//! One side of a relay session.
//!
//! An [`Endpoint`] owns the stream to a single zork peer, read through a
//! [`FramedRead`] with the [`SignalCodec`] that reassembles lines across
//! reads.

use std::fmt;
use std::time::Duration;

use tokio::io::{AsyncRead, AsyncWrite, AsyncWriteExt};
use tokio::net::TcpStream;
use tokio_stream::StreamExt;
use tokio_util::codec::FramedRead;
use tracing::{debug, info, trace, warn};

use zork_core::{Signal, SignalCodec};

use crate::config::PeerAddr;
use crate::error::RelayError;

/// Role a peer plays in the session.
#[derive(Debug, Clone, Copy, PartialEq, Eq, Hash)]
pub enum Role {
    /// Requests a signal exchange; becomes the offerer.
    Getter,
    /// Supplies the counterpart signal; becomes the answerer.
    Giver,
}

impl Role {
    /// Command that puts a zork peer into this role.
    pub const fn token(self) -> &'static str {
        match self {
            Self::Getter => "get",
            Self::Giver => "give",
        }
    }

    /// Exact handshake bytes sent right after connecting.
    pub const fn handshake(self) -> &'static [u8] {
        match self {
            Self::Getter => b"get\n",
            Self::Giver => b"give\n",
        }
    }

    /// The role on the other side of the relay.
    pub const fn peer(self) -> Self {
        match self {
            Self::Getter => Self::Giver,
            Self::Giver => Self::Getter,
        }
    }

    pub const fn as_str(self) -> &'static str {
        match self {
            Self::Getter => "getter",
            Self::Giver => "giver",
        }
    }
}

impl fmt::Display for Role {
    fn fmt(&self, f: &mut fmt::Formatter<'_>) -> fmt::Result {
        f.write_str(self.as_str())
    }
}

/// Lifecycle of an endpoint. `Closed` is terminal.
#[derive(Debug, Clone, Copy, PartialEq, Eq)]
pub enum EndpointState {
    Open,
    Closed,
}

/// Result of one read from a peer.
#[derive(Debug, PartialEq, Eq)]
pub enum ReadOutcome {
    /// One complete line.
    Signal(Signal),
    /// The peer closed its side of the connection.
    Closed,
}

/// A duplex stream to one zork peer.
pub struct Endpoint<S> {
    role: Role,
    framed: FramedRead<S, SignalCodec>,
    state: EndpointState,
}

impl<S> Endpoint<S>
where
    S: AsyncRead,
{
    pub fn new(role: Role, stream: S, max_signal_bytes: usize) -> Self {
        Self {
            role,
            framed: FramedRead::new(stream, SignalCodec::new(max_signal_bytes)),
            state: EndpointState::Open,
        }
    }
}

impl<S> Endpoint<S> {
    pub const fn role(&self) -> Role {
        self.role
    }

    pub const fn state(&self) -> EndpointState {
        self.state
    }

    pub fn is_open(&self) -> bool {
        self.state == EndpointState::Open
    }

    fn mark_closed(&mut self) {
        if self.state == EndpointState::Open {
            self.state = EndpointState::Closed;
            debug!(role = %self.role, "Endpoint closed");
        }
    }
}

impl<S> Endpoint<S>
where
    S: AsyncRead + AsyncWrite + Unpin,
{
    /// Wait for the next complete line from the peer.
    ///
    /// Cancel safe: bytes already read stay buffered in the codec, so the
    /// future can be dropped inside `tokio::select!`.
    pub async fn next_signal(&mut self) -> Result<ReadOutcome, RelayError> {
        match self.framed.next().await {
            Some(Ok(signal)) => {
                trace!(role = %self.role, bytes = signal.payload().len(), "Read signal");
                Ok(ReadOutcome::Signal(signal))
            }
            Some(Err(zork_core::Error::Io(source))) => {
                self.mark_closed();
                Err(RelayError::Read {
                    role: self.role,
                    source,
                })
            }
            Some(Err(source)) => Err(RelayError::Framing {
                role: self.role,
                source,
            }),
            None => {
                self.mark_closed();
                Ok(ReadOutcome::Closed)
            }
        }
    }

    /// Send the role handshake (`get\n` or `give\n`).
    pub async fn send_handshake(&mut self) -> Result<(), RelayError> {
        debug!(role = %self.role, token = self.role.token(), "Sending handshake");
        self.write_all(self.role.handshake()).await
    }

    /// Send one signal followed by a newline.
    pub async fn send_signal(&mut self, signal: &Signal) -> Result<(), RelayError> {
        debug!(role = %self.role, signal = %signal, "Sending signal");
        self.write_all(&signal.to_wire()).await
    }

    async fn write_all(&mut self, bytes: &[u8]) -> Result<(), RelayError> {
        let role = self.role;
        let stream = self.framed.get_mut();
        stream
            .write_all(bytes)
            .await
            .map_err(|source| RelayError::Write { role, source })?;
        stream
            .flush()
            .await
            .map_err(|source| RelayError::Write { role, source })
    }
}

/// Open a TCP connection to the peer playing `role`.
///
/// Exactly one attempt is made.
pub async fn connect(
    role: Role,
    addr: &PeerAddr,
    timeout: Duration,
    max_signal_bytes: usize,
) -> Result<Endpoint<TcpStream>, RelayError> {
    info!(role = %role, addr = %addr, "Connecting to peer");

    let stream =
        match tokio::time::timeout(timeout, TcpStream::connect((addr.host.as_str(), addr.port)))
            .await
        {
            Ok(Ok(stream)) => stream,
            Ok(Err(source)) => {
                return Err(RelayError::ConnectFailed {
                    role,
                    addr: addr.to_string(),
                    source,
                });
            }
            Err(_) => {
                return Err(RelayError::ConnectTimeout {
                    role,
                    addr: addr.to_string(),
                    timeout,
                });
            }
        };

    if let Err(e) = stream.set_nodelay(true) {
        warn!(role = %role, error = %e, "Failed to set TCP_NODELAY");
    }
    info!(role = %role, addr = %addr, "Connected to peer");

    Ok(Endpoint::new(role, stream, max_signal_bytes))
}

#####

### Problem to solve
Copy down every record, keeping each one exact.

### Reply
//! One side of a relay session.
//!
//! An [`Endpoint`] owns the stream to a single zork peer, read through a
//! [`FramedRead`] with the [`SignalCodec`] that reassembles lines across
//! reads.

use std::fmt;
use std::time::Duration;

use tokio::io::{AsyncRead, AsyncWrite, AsyncWriteExt};
use tokio::net::TcpStream;
use tokio_stream::StreamExt;
use tokio_util::codec::FramedRead;
use tracing::{debug, info, trace, warn};

use zork_core::{Signal, SignalCodec};

use crate::config::PeerAddr;
use crate::error::RelayError;

/// Role a peer plays in the session.
#[derive(Debug, Clone, Copy, PartialEq, Eq, Hash)]
pub enum Role {
    /// Requests a signal exchange; becomes the offerer.
    Getter,
    /// Supplies the counterpart signal; becomes the answerer.
    Giver,
}

impl Role {
    /// Command that puts a zork peer into this role.
    pub const fn token(self) -> &'static str {
        match self {
            Self::Getter => "get",
            Self::Giver => "give",
        }
    }

    /// Exact handshake bytes sent right after connecting.
    pub const fn handshake(self) -> &'static [u8] {
        match self {
            Self::Getter => b"get\n",
            Self::Giver => b"give\n",
        }
    }

    /// The role on the other side of the relay.
    pub const fn peer(self) -> Self {
        match self {
            Self::Getter => Self::Giver,
            Self::Giver => Self::Getter,
        }
    }

    pub const fn as_str(self) -> &'static str {
        match self {
            Self::Getter => "getter",
            Self::Giver => "giver",
        }
    }
}

impl fmt::Display for Role {
    fn fmt(&self, f: &mut fmt::Formatter<'_>) -> fmt::Result {
        f.write_str(self.as_str())
    }
}

/// Lifecycle of an endpoint. `Closed` is terminal.
#[derive(Debug, Clone, Copy, PartialEq, Eq)]
pub enum EndpointState {
    Open,
    Closed,
}

/// Result of one read from a peer.
#[derive(Debug, PartialEq, Eq)]
pub enum ReadOutcome {
    /// One complete line.
    Signal(Signal),
    /// The peer closed its side of the connection.
    Closed,
}

/// A duplex stream to one zork peer.
pub struct Endpoint<S> {
    role: Role,
    framed: FramedRead<S, SignalCodec>,
    state: EndpointState,
}

impl<S> Endpoint<S>
where
    S: AsyncRead,
{
    pub fn new(role: Role, stream: S, max_signal_bytes: usize) -> Self {
        Self {
            role,
            framed: FramedRead::new(stream, SignalCodec::new(max_signal_bytes)),
            state: EndpointState::Open,
        }
    }
}

impl<S> Endpoint<S> {
    pub const fn role(&self) -> Role {
        self.role
    }

    pub const fn state(&self) -> EndpointState {
        self.state
    }

    pub fn is_open(&self) -> bool {
        self.state == EndpointState::Open
    }

    fn mark_closed(&mut self) {
        if self.state == EndpointState::Open {
            self.state = EndpointState::Closed;
            debug!(role = %self.role, "Endpoint closed");
        }
    }
}

impl<S> Endpoint<S>
where
    S: AsyncRead + AsyncWrite + Unpin,
{
    /// Wait for the next complete line from the peer.
    ///
    /// Cancel safe: bytes already read stay buffered in the codec, so the
    /// future can be dropped inside `tokio::select!`.
    pub async fn next_signal(&mut self) -> Result<ReadOutcome, RelayError> {
        match self.framed.next().await {
            Some(Ok(signal)) => {
                trace!(role = %self.role, bytes = signal.payload().len(), "Read signal");
                Ok(ReadOutcome::Signal(signal))
            }
            Some(Err(zork_core::Error::Io(source))) => {
                self.mark_closed();
                Err(RelayError::Read {
                    role: self.role,
                    source,
                })
            }
            Some(Err(source)) => Err(RelayError::Framing {
                role: self.role,
                source,
            }),
            None => {
                self.mark_closed();
                Ok(ReadOutcome::Closed)
            }
        }
    }

    /// Send the role handshake (`get\n` or `give\n`).
    pub async fn send_handshake(&mut self) -> Result<(), RelayError> {
        debug!(role = %self.role, token = self.role.token(), "Sending handshake");
        self.write_all(self.role.handshake()).await
    }

    /// Send one signal followed by a newline.
    pub async fn send_signal(&mut self, signal: &Signal) -> Result<(), RelayError> {
        debug!(role = %self.role, signal = %signal, "Sending signal");
        self.write_all(&signal.to_wire()).await
    }

    async fn write_all(&mut self, bytes: &[u8]) -> Result<(), RelayError> {
        let role = self.role;
        let stream = self.framed.get_mut();
        stream
            .write_all(bytes)
            .await
            .map_err(|source| RelayError::Write { role, source })?;
        stream
            .flush()
            .await
            .map_err(|source| RelayError::Write { role, source })
    }
}

/// Open a TCP connection to the peer playing `role`.
///
/// Exactly one attempt is made.
pub async fn connect(
    role: Role,
    addr: &PeerAddr,
    timeout: Duration,
    max_signal_bytes: usize,
) -> Result<Endpoint<TcpStream>, RelayError> {
    info!(role = %role, addr = %addr, "Connecting to peer");

    let stream =
        match tokio::time::timeout(timeout, TcpStream::connect((addr.host.as_str(), addr.port)))
            .await
        {
            Ok(Ok(stream)) => stream,
            Ok(Err(source)) => {
                return Err(RelayError::ConnectFailed {
                    role,
                    addr: addr.to_string(),
                    source,
                });
            }
            Err(_) => {
                return Err(RelayError::ConnectTimeout {
                    role,
                    addr: addr.to_string(),
                    timeout,
                });
            }
        };

    if let Err(e) = stream.set_nodelay(true) {
        warn!(role = %role, error = %e, "Failed to set TCP_NODELAY");
    }
    info!(role = %role, addr = %addr, "Connected to peer");

    Ok(Endpoint::new(role, stream, max_signal_bytes))
}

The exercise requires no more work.